If a bold attack doesn't alter the outcome, Monday's race is likely to end in a sprint — the third such finish in as many stages in Steamboat Springs.

It will unfold in stages with machine-like precision, at least if everything goes according to plan.

The Sprint:

If a bold attack doesn't alter the outcome, Monday's race is likely to end in a sprint, the third such finish in as many stages in Steamboat Springs.

It will unfold in stages with machine-like precision, at least if everything goes according to plan.

5-kilometers to go:

(On River Road, just east of town)

Assuming they're not chasing a plan-wrecking attacker, teams will be thinking about setting up the sprint as the race nears Steamboat, and Charity said they'll be full-on setting things up as they come near the 5-kilometer mark.

Teams hoping to get a sprinter onto the podium will set up in a long line with their sprinter at the rear, setting up that rider's lead-out train.

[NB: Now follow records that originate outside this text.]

// Copyright 2026 Oxide Computer Company

//! Revision resolution and content-addressed materialization for git links.
//!
//! A *git link* (`[access-point:]location[::object]`, parsed by the
//! [`git-link`](https://crates.io/crates/git-link) crate) points at a file as
//! it existed at some revision. This crate turns such links into local files:
//!
//! 1. For file-form links, it finds the enclosing repository by walking up
//!    from the file ([`locate_repository`]).
//! 2. It resolves the object to its canonical hash with `git rev-parse`,
//!    locally or on a remote host through `ssh` ([`Vcs`], [`Executor`]).
//! 3. It fetches the content with `git show` into a cache directory keyed by
//!    that hash, unless it is already there ([`Materializer`]).
//!
//! Every operation is synchronous: each git invocation runs to completion
//! before control returns.
//!
//! # Examples
//!
//! ```no_run
//! use camino::Utf8Path;
//! use git_link::Reference;
//! use git_link_vcs::{Config, GitLinks};
//!
//! let links = GitLinks::new(Config::from_env()?);
//!
//! // Bare form: the location is the repository metadata directory.
//! let readme = links.resolve_and_open("/src/repo/.git::v1.0:README.md")?;
//!
//! // File form: the location is a file in a working tree.
//! let link: Reference = "/src/repo/docs/guide.md::master".parse()?;
//! let guide = links.resolve_from_file_path(&link)?;
//!
//! // When authoring a new link.
//! let branch = links.current_branch_name(Utf8Path::new("/src/repo/.git"))?;
//! # Ok::<(), Box<dyn std::error::Error>>(())
//! ```

#![deny(missing_docs)]

mod config;
mod errors;
mod exec;
mod links;
mod locate;
mod materialize;
mod vcs;

pub use config::{
    Config, DEFAULT_GIT, DEFAULT_METADATA_DIR, DEFAULT_REMOTE_SHELL,
};
pub use errors::{
    AtomicWriteError, ConfigError, GitLinkError, LocateError,
    MaterializeError, ReadObjectError, ResolveError, RunError, VcsError,
};
pub use exec::{CommandOutput, Executor, ProcessExecutor, remote_command_line};
pub use links::{DEFAULT_REVISION, GitLinks};
pub use locate::{RepositoryLocation, locate_repository};
pub use materialize::{CACHE_DIR_PREFIX, Materializer};
pub use vcs::Vcs;
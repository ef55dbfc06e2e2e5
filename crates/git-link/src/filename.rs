// Copyright 2026 Oxide Computer Company

//! Display file names for materialized objects.

/// The file name used when an object expression has nothing usable after
/// its last `:` (for example, an empty expression or `master:docs/`).
pub const FALLBACK_FILE_NAME: &str = "git-link-object";

/// Derives a plausible base file name from an object expression.
///
/// Takes the text after the last `:` (or the whole expression if there is
/// none), then keeps only its final `/`-separated segment. If that leaves
/// nothing usable (empty, `.` or `..`), returns [`FALLBACK_FILE_NAME`].
/// The result is always a single, non-empty path component.
///
/// # Examples
///
/// ```
/// use git_link::{FALLBACK_FILE_NAME, derive_file_name};
///
/// assert_eq!(derive_file_name("master:dir/sub/file.txt"), "file.txt");
/// assert_eq!(derive_file_name("v1.0"), "v1.0");
/// assert_eq!(derive_file_name(""), FALLBACK_FILE_NAME);
/// ```
pub fn derive_file_name(object: &str) -> &str {
    let suffix = match object.rsplit_once(':') {
        Some((_, suffix)) => suffix,
        None => object,
    };
    let name = suffix.rsplit('/').next().unwrap_or(suffix);
    match name {
        "" | "." | ".." => FALLBACK_FILE_NAME,
        name => name,
    }
}
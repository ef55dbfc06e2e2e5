// Copyright 2026 Oxide Computer Company

//! `git-link`: resolve git links to local files.
//!
//! Usage: git-link <COMMAND>
//!
//! Commands:
//!   open    Materialize a bare link (`[host:]git-dir::object`)
//!   file    Materialize a file link (`[localhost:]file[::revision]`)
//!   branch  Print the branch checked out in a repository
//!   check   Exit successfully if a path is inside a repository

use anyhow::{Context, Result};
use camino::Utf8PathBuf;
use clap::{Parser, Subcommand};
use git_link::Reference;
use git_link_vcs::{Config, GitLinks};
use std::process::ExitCode;
use tracing_subscriber::EnvFilter;

/// Resolve git links to local files
#[derive(Parser, Debug)]
#[command(name = "git-link")]
#[command(version, about, long_about = None)]
struct Cli {
    /// Version-control program to run
    #[arg(long, global = true, value_name = "PROGRAM")]
    git: Option<String>,

    /// Program used to reach remote access points
    #[arg(long, global = true, value_name = "PROGRAM")]
    remote_shell: Option<String>,

    /// Directory to cache materialized files under
    #[arg(long, global = true, value_name = "DIR")]
    cache_dir: Option<Utf8PathBuf>,

    /// Verbosity level (-v, -vv)
    #[arg(short, long, global = true, action = clap::ArgAction::Count)]
    verbose: u8,

    #[command(subcommand)]
    command: Commands,
}

#[derive(Subcommand, Debug)]
enum Commands {
    /// Materialize a bare link and print the cached file's path
    Open {
        /// Link of the form `[host:]git-dir::object`
        reference: String,
    },

    /// Materialize a file link and print the cached file's path
    File {
        /// Link of the form `[localhost:]file[::revision]`
        reference: String,
    },

    /// Print the branch checked out in a repository
    Branch {
        /// Path to the repository metadata directory
        git_dir: Utf8PathBuf,
    },

    /// Exit successfully if the path is inside a repository
    Check {
        /// Any path, which does not need to exist
        path: Utf8PathBuf,
    },
}

fn main() -> Result<ExitCode> {
    let cli = Cli::parse();
    init_tracing(cli.verbose);

    let mut config = Config::from_env()?;
    if let Some(git) = cli.git {
        config = config.with_git(git);
    }
    if let Some(remote_shell) = cli.remote_shell {
        config = config.with_remote_shell(remote_shell);
    }
    if let Some(cache_dir) = cli.cache_dir {
        config = config.with_cache_root(cache_dir);
    }
    tracing::debug!(?config, "resolved configuration");
    let links = GitLinks::new(config);

    match cli.command {
        Commands::Open { reference } => {
            let path = links
                .resolve_and_open(&reference)
                .with_context(|| format!("failed to open {reference}"))?;
            println!("{path}");
        }
        Commands::File { reference } => {
            let parsed: Reference = reference
                .parse()
                .with_context(|| format!("invalid git link {reference}"))?;
            let path = links
                .resolve_from_file_path(&parsed)
                .with_context(|| format!("failed to open {reference}"))?;
            println!("{path}");
        }
        Commands::Branch { git_dir } => {
            match links.current_branch_name(&git_dir)? {
                Some(branch) => println!("{branch}"),
                None => {
                    tracing::warn!(%git_dir, "HEAD is detached");
                    return Ok(ExitCode::FAILURE);
                }
            }
        }
        Commands::Check { path } => {
            if !links.is_inside_repository(&path) {
                return Ok(ExitCode::FAILURE);
            }
        }
    }

    Ok(ExitCode::SUCCESS)
}

fn init_tracing(verbose: u8) {
    let default = match verbose {
        0 => "warn",
        1 => "info",
        _ => "debug",
    };
    let filter = EnvFilter::try_from_default_env()
        .unwrap_or_else(|_| EnvFilter::new(default));
    tracing_subscriber::fmt()
        .with_env_filter(filter)
        .with_writer(std::io::stderr)
        .init();
}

"They protect their sprinter," she said. "Ideally, they'll all want to get to the front and have their entire team there. You don't want anyone else in your lead-out train. You don't want another rider to come between you and your teammate."

3-kilometers to go:

(Riding up Mount Werner Road and turning onto U.S. Highway 40)

The front riders will be going as hard as they possibly can, leading the race and allowing their teammates to draft off of them.

"You go as hard as you can, and when you can't possibly pedal any more, you pull off and your position doesn't matter anymore," Charity said. "The next person is on the front and they're drilling it."

A team is supposed to work like a boxcutter with breakaway blades — a new, fresh rider at the front as soon as the one in front of him dulls.

200-meters to go:

(Two or three blocks from the finish, in front of Natural Grocers and bistro cv)

The final lead-out rider will wear out, and the sprinter will rocket around him and charge as hard as possible toward the finish line.

It's a complex process that rarely works exactly as planned. If there are no more teammates to draft off of, a sprinter will find the strongest rider he can to follow, hoping to be able to pop around at the last second to steal the win.

Riders are paying attention to every detail.

"It can get very hectic in the last 200 meters," Charity said. "People are just trying whatever they can to get up to the front."

Anything but easy

A perfect sprint is a lot harder to set up than it is to talk about.

"It's very tough to execute," Charity said. "You notice which way the wind is coming in, and you'll decide which side of the road you want to be on relative to other teams. You're thinking through everything that could possibly help get your sprinter across first."

If a team does everything right, it will have something to celebrate.